A resposta mais fácil seria dizer que a empresa fez uso da internet e tirou vantagem de forma inteligente da competitividade regional. E esses fatores trouxeram bons resultados. Segundo a própria rede, desde o início dos protestos no Egito, o tráfego na internet cresceu 2500% e os usuários norte-americanos são responsáveis pela metade disso.
Só nos últimos quatro dias de janeiro, a transmissão online ao vivo do canal atraiu 4 milhões de espectadores – cerca de 1,6 milhão nos Estados Unidos. Al Jazeera afirma que o número de seguidores do canal no Twitter em inglês saltou de 60 mil para 184 mil durante os acontecimentos no Egito. E o número de fãs no Facebook mais que dobrou, chegando a 354 mil.
Trata-se de uma bela conquista para um canal que supostamente era considerado alvo de bombardeio pelo presidente George W. Bush e que, agora, tem entre seus telespectadores mais assíduos a secretária norte-americana de Estado, Hillary Clinton, e Barack Obama.
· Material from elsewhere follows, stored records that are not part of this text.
//! FIFO Queue and Priority Eligibility List
//!
//! Both lists are append-only: consumption soft-deactivates (queue) or
//! soft-marks processed (eligibility), keeping full history. Idempotency
//! guards turn a second consumption into a typed error instead of a silent
//! double payout.
//!
//! Queue position is count-based — the number of active entries admitted no
//! later than the member's own — which stays correct under concurrent
//! insert/removal without renumbering on every mutation, at the cost of an
//! O(n) query.

use sqlx::sqlite::SqliteConnection;

use lib_rotation::{EligibleCandidate, FifoCandidate, RotationError};
use lib_types::{EligibilityEntryId, FifoEntryId, MemberId, Timestamp};

use crate::errors::LedgerResult;
use crate::store::LedgerStore;

// ============================================================================
// FIFO queue
// ============================================================================

/// Insert an active queue entry for `member`
///
/// Fails with `AlreadyQueued` if the member already has an active entry.
pub(crate) async fn enqueue(
    conn: &mut SqliteConnection,
    member: MemberId,
    entered_at: Timestamp,
) -> LedgerResult<FifoEntryId> {
    let existing: Option<(i64,)> =
        sqlx::query_as("SELECT id FROM fifo_entries WHERE member_id = ? AND active = 1")
            .bind(member.raw())
            .fetch_optional(&mut *conn)
            .await?;
    if existing.is_some() {
        return Err(RotationError::AlreadyQueued.into());
    }

    let result = sqlx::query(
        "INSERT INTO fifo_entries (member_id, entered_at, active) VALUES (?, ?, 1)",
    )
    .bind(member.raw())
    .bind(entered_at)
    .execute(&mut *conn)
    .await?;

    Ok(FifoEntryId::new(result.last_insert_rowid()))
}

/// Oldest active entry (entered_at asc, id asc), or none
pub(crate) async fn peek_head(conn: &mut SqliteConnection) -> LedgerResult<Option<FifoCandidate>> {
    let row: Option<(i64, i64, Timestamp)> = sqlx::query_as(
        r#"
        SELECT id, member_id, entered_at FROM fifo_entries
        WHERE active = 1
        ORDER BY entered_at ASC, id ASC
        LIMIT 1
        "#,
    )
    .fetch_optional(&mut *conn)
    .await?;

    Ok(row.map(|(id, member_id, entered_at)| FifoCandidate {
        entry_id: FifoEntryId::new(id),
        member_id: MemberId::new(member_id),
        entered_at,
    }))
}

/// Deactivate a queue entry
///
/// Idempotency guard: a second dequeue of the same entry fails `NotActive`.
pub(crate) async fn dequeue(
    conn: &mut SqliteConnection,
    entry: FifoEntryId,
) -> LedgerResult<()> {
    let result = sqlx::query("UPDATE fifo_entries SET active = 0 WHERE id = ? AND active = 1")
        .bind(entry.raw())
        .execute(&mut *conn)
        .await?;

    if result.rows_affected() == 0 {
        return Err(RotationError::NotActive.into());
    }
    Ok(())
}

/// 1-indexed position of the member's active entry, or none
pub(crate) async fn position(
    conn: &mut SqliteConnection,
    member: MemberId,
) -> LedgerResult<Option<i64>> {
    let entry: Option<(i64, Timestamp)> =
        sqlx::query_as("SELECT id, entered_at FROM fifo_entries WHERE member_id = ? AND active = 1")
            .bind(member.raw())
            .fetch_optional(&mut *conn)
            .await?;

    let Some((id, entered_at)) = entry else {
        return Ok(None);
    };

    // Count everyone admitted strictly earlier, plus earlier row ids within
    // the same second (the FIFO tie-break)
    let (ahead_or_self,): (i64,) = sqlx::query_as(
        r#"
        SELECT COUNT(*) FROM fifo_entries
        WHERE active = 1
          AND (entered_at < ? OR (entered_at = ? AND id <= ?))
        "#,
    )
    .bind(entered_at)
    .bind(entered_at)
    .bind(id)
    .fetch_one(&mut *conn)
    .await?;

    Ok(Some(ahead_or_self))
}

// ============================================================================
// Priority eligibility list
// ============================================================================

/// Upsert the member's eligibility entry
///
/// One row per member, ever: a still-unprocessed row gets its timestamp
/// refreshed, a previously consumed row is re-armed. Never duplicates.
pub(crate) async fn mark_eligible(
    conn: &mut SqliteConnection,
    member: MemberId,
    at: Timestamp,
) -> LedgerResult<EligibilityEntryId> {
    sqlx::query(
        r#"
        INSERT INTO eligibility_entries (member_id, became_eligible_at, processed)
        VALUES (?, ?, 0)
        ON CONFLICT(member_id) DO UPDATE SET
            became_eligible_at = excluded.became_eligible_at,
            processed = 0
        "#,
    )
    .bind(member.raw())
    .bind(at)
    .execute(&mut *conn)
    .await?;

    let (id,): (i64,) = sqlx::query_as("SELECT id FROM eligibility_entries WHERE member_id = ?")
        .bind(member.raw())
        .fetch_one(&mut *conn)
        .await?;

    Ok(EligibilityEntryId::new(id))
}

/// Oldest unprocessed entry (became_eligible_at asc, id asc), or none
pub(crate) async fn peek_oldest_unprocessed(
    conn: &mut SqliteConnection,
) -> LedgerResult<Option<EligibleCandidate>> {
    let row: Option<(i64, i64, Timestamp)> = sqlx::query_as(
        r#"
        SELECT id, member_id, became_eligible_at FROM eligibility_entries
        WHERE processed = 0
        ORDER BY became_eligible_at ASC, id ASC
        LIMIT 1
        "#,
    )
    .fetch_optional(&mut *conn)
    .await?;

    Ok(row.map(|(id, member_id, became_eligible_at)| EligibleCandidate {
        entry_id: EligibilityEntryId::new(id),
        member_id: MemberId::new(member_id),
        became_eligible_at,
    }))
}

/// Mark an eligibility entry processed
///
/// Idempotency guard: a second consume fails `AlreadyProcessed`.
pub(crate) async fn consume(
    conn: &mut SqliteConnection,
    entry: EligibilityEntryId,
) -> LedgerResult<()> {
    let result =
        sqlx::query("UPDATE eligibility_entries SET processed = 1 WHERE id = ? AND processed = 0")
            .bind(entry.raw())
            .execute(&mut *conn)
            .await?;

    if result.rows_affected() == 0 {
        return Err(RotationError::AlreadyProcessed.into());
    }
    Ok(())
}

// ============================================================================
// Store-level API
// ============================================================================

impl LedgerStore {
    /// Insert an active FIFO entry for `member` at `entered_at`
    ///
    /// Queue-level operation; the adhesion flow calls this as part of its
    /// larger transaction and additionally moves the membership phase.
    pub async fn enqueue(&self, member: MemberId, entered_at: Timestamp) -> LedgerResult<FifoEntryId> {
        let mut tx = self.db().begin().await?;
        let id = enqueue(&mut *tx, member, entered_at).await?;
        tx.commit().await?;
        Ok(id)
    }

    /// Head of the FIFO queue, or none
    pub async fn peek_head(&self) -> LedgerResult<Option<FifoCandidate>> {
        let mut conn = self.db().acquire().await?;
        peek_head(&mut *conn).await
    }

    /// Deactivate a FIFO entry; second call fails `NotActive`
    pub async fn dequeue(&self, entry: FifoEntryId) -> LedgerResult<()> {
        let mut tx = self.db().begin().await?;
        dequeue(&mut *tx, entry).await?;
        tx.commit().await?;
        Ok(())
    }

    /// 1-indexed queue position of the member's active entry
    pub async fn queue_position(&self, member: MemberId) -> LedgerResult<Option<i64>> {
        let mut conn = self.db().acquire().await?;
        position(&mut *conn, member).await
    }

    /// Upsert the member onto the priority eligibility list
    pub async fn mark_eligible(
        &self,
        member: MemberId,
        at: Timestamp,
    ) -> LedgerResult<EligibilityEntryId> {
        let mut tx = self.db().begin().await?;
        let id = mark_eligible(&mut *tx, member, at).await?;
        tx.commit().await?;
        Ok(id)
    }

    /// Oldest unprocessed eligibility entry, or none
    pub async fn peek_oldest_unprocessed(&self) -> LedgerResult<Option<EligibleCandidate>> {
        let mut conn = self.db().acquire().await?;
        peek_oldest_unprocessed(&mut *conn).await
    }

    /// Mark an eligibility entry processed; second call fails `AlreadyProcessed`
    pub async fn consume(&self, entry: EligibilityEntryId) -> LedgerResult<()> {
        let mut tx = self.db().begin().await?;
        consume(&mut *tx, entry).await?;
        tx.commit().await?;
        Ok(())
    }
}
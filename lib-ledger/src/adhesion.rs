//! Adhesion Contribution
//!
//! Entry point of the rotation cycle: the member pays the fixed adhesion
//! amount into the shared pool and takes a place at the back of the FIFO
//! queue. One atomic transaction covers the money movement, the queue entry
//! and the phase change.

use serde::{Deserialize, Serialize};
use tracing::info;

use lib_rotation::{transition, PhaseEvent};
use lib_types::{Amount, Direction, FifoEntryId, MemberId, PoolTxKind, TxId, TxKind, TxStatus};

use crate::errors::LedgerResult;
use crate::store::{self, LedgerStore};
use crate::queue;

/// Result of a recorded adhesion
#[derive(Debug, Clone, PartialEq, Eq, Serialize, Deserialize)]
pub struct AdhesionReceipt {
    pub member_id: MemberId,
    /// The inbound adhesion transaction
    pub transaction_id: TxId,
    /// The member's new queue entry
    pub fifo_entry_id: FifoEntryId,
    /// Pool balance after the contribution
    pub pool_balance: Amount,
    /// 1-indexed queue position at commit time
    pub position: i64,
}

impl LedgerStore {
    /// Record an adhesion contribution for `member`
    ///
    /// Requires phase `none`. Atomically:
    /// 1. Records the inbound Transaction (`adhesion`, `in`, `succeeded`)
    /// 2. Credits the pool, recording a PoolTransaction (`contribution`)
    /// 3. Inserts the active FIFO entry
    /// 4. Transitions the membership phase `none → queued`
    ///
    /// `external_reference`, when given, deduplicates replayed upstream
    /// payment notifications (`DuplicateReference`).
    pub async fn record_adhesion(
        &self,
        member: MemberId,
        external_reference: Option<&str>,
    ) -> LedgerResult<AdhesionReceipt> {
        let now = store::now();
        let amount = self.config().adhesion_amount;
        let currency = self.config().currency.clone();

        let mut tx = self.db().begin().await?;

        // Phase precondition first: only a fresh member may adhere
        let phase = store::membership_phase(&mut *tx, member).await?;
        let next_phase = transition(phase, PhaseEvent::AdhesionRecorded)?;

        store::ensure_reference_unused(&mut *tx, external_reference).await?;

        // Adhesion money goes to the shared pool, not the member wallet
        let tx_id = store::record_transaction(
            &mut *tx,
            member,
            None,
            TxKind::Adhesion,
            amount,
            &currency,
            Direction::In,
            TxStatus::Succeeded,
            external_reference,
            now,
        )
        .await?;

        store::credit_pool(&mut *tx, amount, PoolTxKind::Contribution, Some(tx_id), None, now)
            .await?;

        let fifo_entry_id = queue::enqueue(&mut *tx, member, now).await?;
        store::set_phase(&mut *tx, member, next_phase, now).await?;

        let pool_balance = store::pool_balance_in_tx(&mut *tx).await?;
        let position = queue::position(&mut *tx, member)
            .await?
            .unwrap_or(1);

        tx.commit().await?;

        info!(
            member = %member,
            %amount,
            position,
            "adhesion recorded, member queued"
        );

        Ok(AdhesionReceipt {
            member_id: member,
            transaction_id: tx_id,
            fifo_entry_id,
            pool_balance,
            position,
        })
    }
}
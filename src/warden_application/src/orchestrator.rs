use std::sync::Arc;

use secrecy::Secret;
use warden_core::{
    AccessClaims, AccountStore, Clock, CredentialVerifier, Email, InvalidToken, LockoutPolicy,
    Password, PasswordPolicy, RefreshTokenStore, TokenSigner,
};

use crate::use_cases::{
    login::{LoginError, LoginOutcome, LoginUseCase},
    logout::{LogoutError, LogoutUseCase},
    refresh::{RefreshError, RefreshOutcome, RefreshUseCase},
    register::{RegisterError, RegisterOutcome, RegisterUseCase},
    verify::VerifyAccessTokenUseCase,
};

/// Ties the stores, the credential verifier, the token signer and the clock
/// together behind the login, refresh, register and logout flows.
///
/// Cheap to clone: stores are handles to shared state and everything else
/// sits behind an `Arc`, so one instance can serve as router state.
pub struct AuthOrchestrator<A, R>
where
    A: AccountStore,
    R: RefreshTokenStore,
{
    account_store: A,
    token_store: R,
    verifier: Arc<dyn CredentialVerifier>,
    signer: Arc<dyn TokenSigner>,
    clock: Arc<dyn Clock>,
    lockout_policy: LockoutPolicy,
    password_policy: Arc<PasswordPolicy>,
}

impl<A, R> Clone for AuthOrchestrator<A, R>
where
    A: AccountStore + Clone,
    R: RefreshTokenStore + Clone,
{
    fn clone(&self) -> Self {
        Self {
            account_store: self.account_store.clone(),
            token_store: self.token_store.clone(),
            verifier: Arc::clone(&self.verifier),
            signer: Arc::clone(&self.signer),
            clock: Arc::clone(&self.clock),
            lockout_policy: self.lockout_policy,
            password_policy: Arc::clone(&self.password_policy),
        }
    }
}

impl<A, R> AuthOrchestrator<A, R>
where
    A: AccountStore,
    R: RefreshTokenStore,
{
    pub fn new(
        account_store: A,
        token_store: R,
        verifier: Arc<dyn CredentialVerifier>,
        signer: Arc<dyn TokenSigner>,
        clock: Arc<dyn Clock>,
    ) -> Self {
        Self {
            account_store,
            token_store,
            verifier,
            signer,
            clock,
            lockout_policy: LockoutPolicy::default(),
            password_policy: Arc::new(PasswordPolicy::default()),
        }
    }

    pub fn with_lockout_policy(mut self, policy: LockoutPolicy) -> Self {
        self.lockout_policy = policy;
        self
    }

    pub fn with_password_policy(mut self, policy: PasswordPolicy) -> Self {
        self.password_policy = Arc::new(policy);
        self
    }

    pub fn account_store(&self) -> &A {
        &self.account_store
    }

    pub fn token_store(&self) -> &R {
        &self.token_store
    }

    pub fn clock(&self) -> &dyn Clock {
        self.clock.as_ref()
    }

    pub async fn login(
        &self,
        email: Email,
        password: Password,
    ) -> Result<LoginOutcome, LoginError> {
        LoginUseCase::new(
            &self.account_store,
            &self.token_store,
            self.verifier.as_ref(),
            self.signer.as_ref(),
            self.clock.as_ref(),
            self.lockout_policy,
        )
        .execute(email, password)
        .await
    }

    pub async fn refresh(
        &self,
        refresh_token: Secret<String>,
    ) -> Result<RefreshOutcome, RefreshError> {
        RefreshUseCase::new(
            &self.account_store,
            &self.token_store,
            self.signer.as_ref(),
            self.clock.as_ref(),
        )
        .execute(refresh_token)
        .await
    }

    pub async fn register(
        &self,
        email: Email,
        password: Password,
        confirm_password: Secret<String>,
    ) -> Result<RegisterOutcome, RegisterError> {
        RegisterUseCase::new(
            &self.account_store,
            &self.token_store,
            self.verifier.as_ref(),
            self.signer.as_ref(),
            self.clock.as_ref(),
            &self.password_policy,
        )
        .execute(email, password, confirm_password)
        .await
    }

    pub async fn logout(&self, refresh_token: Secret<String>) -> Result<(), LogoutError> {
        LogoutUseCase::new(&self.token_store)
            .execute(refresh_token)
            .await
    }

    pub fn verify_access_token(&self, token: &str) -> Result<AccessClaims, InvalidToken> {
        VerifyAccessTokenUseCase::new(self.signer.as_ref(), self.clock.as_ref()).execute(token)
    }
}
use argon2::{
    Algorithm, Argon2, Params, PasswordHash, PasswordVerifier, Version,
    password_hash::{PasswordHasher, SaltString, rand_core},
};
use secrecy::{ExposeSecret, Secret};
use warden_core::{CredentialError, CredentialVerifier, Password, PasswordHashString};

use crate::config::HashingSettings;

const DUMMY_PASSWORD: &str = "warden-timing-equalizer";

/// Argon2id hashing with per-call random salts.
///
/// All hashing runs on the blocking pool so a slow hash never stalls the
/// async workers.
#[derive(Clone)]
pub struct Argon2CredentialVerifier {
    params: Params,
    dummy_hash: Secret<String>,
}

impl Argon2CredentialVerifier {
    pub fn new(settings: HashingSettings) -> Result<Self, CredentialError> {
        let params = Params::new(
            settings.memory_kib,
            settings.iterations,
            settings.parallelism,
            None,
        )
        .map_err(|e| CredentialError::UnexpectedError(e.to_string()))?;

        let dummy_hash = hash_blocking(&params, &Secret::new(DUMMY_PASSWORD.to_string()))
            .map_err(CredentialError::HashingFailed)?;

        Ok(Self { params, dummy_hash })
    }
}

#[async_trait::async_trait]
impl CredentialVerifier for Argon2CredentialVerifier {
    #[tracing::instrument(name = "Computing password hash", skip_all)]
    async fn hash(&self, password: &Password) -> Result<PasswordHashString, CredentialError> {
        let current_span: tracing::Span = tracing::Span::current();
        let params = self.params.clone();
        let password = password.as_ref().clone();

        let result = tokio::task::spawn_blocking(move || {
            current_span.in_scope(|| hash_blocking(&params, &password))
        })
        .await
        .map_err(|e| CredentialError::UnexpectedError(e.to_string()))?;

        result
            .map(|hash| PasswordHashString::new(hash.expose_secret().to_owned()))
            .map_err(CredentialError::HashingFailed)
    }

    #[tracing::instrument(name = "Verify password hash", skip_all)]
    async fn verify(&self, password: &Password, hash: &PasswordHashString) -> bool {
        verify_on_blocking_pool(
            self.params.clone(),
            password.as_ref().clone(),
            hash.as_ref().clone(),
        )
        .await
    }

    #[tracing::instrument(name = "Verify dummy password hash", skip_all)]
    async fn verify_dummy(&self, password: &Password) {
        verify_on_blocking_pool(
            self.params.clone(),
            password.as_ref().clone(),
            self.dummy_hash.clone(),
        )
        .await;
    }
}

fn hasher(params: &Params) -> Argon2<'static> {
    Argon2::new(Algorithm::Argon2id, Version::V0x13, params.clone())
}

fn hash_blocking(params: &Params, password: &Secret<String>) -> Result<Secret<String>, String> {
    let salt: SaltString = SaltString::generate(rand_core::OsRng);
    hasher(params)
        .hash_password(password.expose_secret().as_bytes(), &salt)
        .map(|h| Secret::from(h.to_string()))
        .map_err(|e| e.to_string())
}

/// A malformed stored hash and a join failure both count as a mismatch.
async fn verify_on_blocking_pool(
    params: Params,
    candidate: Secret<String>,
    expected_hash: Secret<String>,
) -> bool {
    let current_span: tracing::Span = tracing::Span::current();

    let result = tokio::task::spawn_blocking(move || {
        current_span.in_scope(|| {
            let expected = PasswordHash::new(expected_hash.expose_secret())
                .map_err(|e| e.to_string())?;
            hasher(&params)
                .verify_password(candidate.expose_secret().as_bytes(), &expected)
                .map_err(|e| e.to_string())
        })
    })
    .await;

    match result {
        Ok(Ok(())) => true,
        Ok(Err(e)) => {
            tracing::debug!(error = %e, "Password verification failed");
            false
        }
        Err(e) => {
            tracing::error!(error = %e, "Password verification task failed");
            false
        }
    }
}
A cobertura da Al Jazeera no Egito se assemelha àquela feita pela emissora norte-americana CNN que levou a primeira guerra do Golfo aos lares ao redor do globo.
Neutra?
Ainda assim, nem tudo é estável na empresa. A ligação com o Qatar, que financia o canal por meio do seu emir bilionário, despertou acusações de que a Al Jazeera estaria sendo usada como ferramenta de política internacional, e direcionando sua cobertura para servir a interesses.
Críticos também gostam de ressaltar que a empresa foi visivelmente vagarosa na cobertura do início dos protestos populares no Egito. O fato fez com que surgissem rumores de que houvesse um acordo entre o emir do Qatar e Hosni Mubarak, que havia visitado o país recentemente.
Al Jazeera também é acusada de reportar de forma parcial os eventos no Líbano e em Gaza, supostamente favorecendo Hisbolá e Hamas, respectivamente.
Uma análise mais detalhada da ascensão meteórica da Al Jazeera nas últimas semanas nos Estados Unidos deve começar com Osama Bin Laden. Afinal, foi o acesso frequentemente exclusivo de mensagens gravadas pelo líder da Al Qaeda que impulsionou o canal árabe de notícias no cenário internacional depois dos ataques de 11 de setembro de 2001.
Ao mesmo tempo em que essas gravações fizeram com que a Al Jazeera se projetasse mundialmente, elas levaram a uma enorme aversão contra a emissora no Ocidente, principalmente nos Estados Unidos. "Depois do 11 de Setembro – no qual houve uma grande preocupação com terrorismo, violência no Oriente Médio, política islâmica –, apesar da Al Jazeera ser apenas um canal em árabe, havia uma percepção de que, de alguma maneira, ela estava alinhada com tudo isso", disse à Deutsche Welle Nathan Brown, especialista da Universidade George Washington.
Má imagem
A reputação – seja merecida ou não – de estar ligada de alguma maneira a radicais islâmicos não ajudou a Al Jazeera quando, há quatro anos, ela decidiu lançar o serviço em inglês. Grupos conservadores nos Estados Unidos lançaram a campanha "Stop Al Jazeera", pedindo que Washington negasse o acesso ao mercado norte-americano.
"Não foi com base no que viram na emissora que as pessoas reagiram contra ela. Foi simplesmente seu nome e a associação com ele. E isso foi tão grave que a maioria das empresas de TV a cabo nos Estados Unidos simplesmente sentiu desconforto em oferecer a Al Jazeera em inglês", lembra Brown.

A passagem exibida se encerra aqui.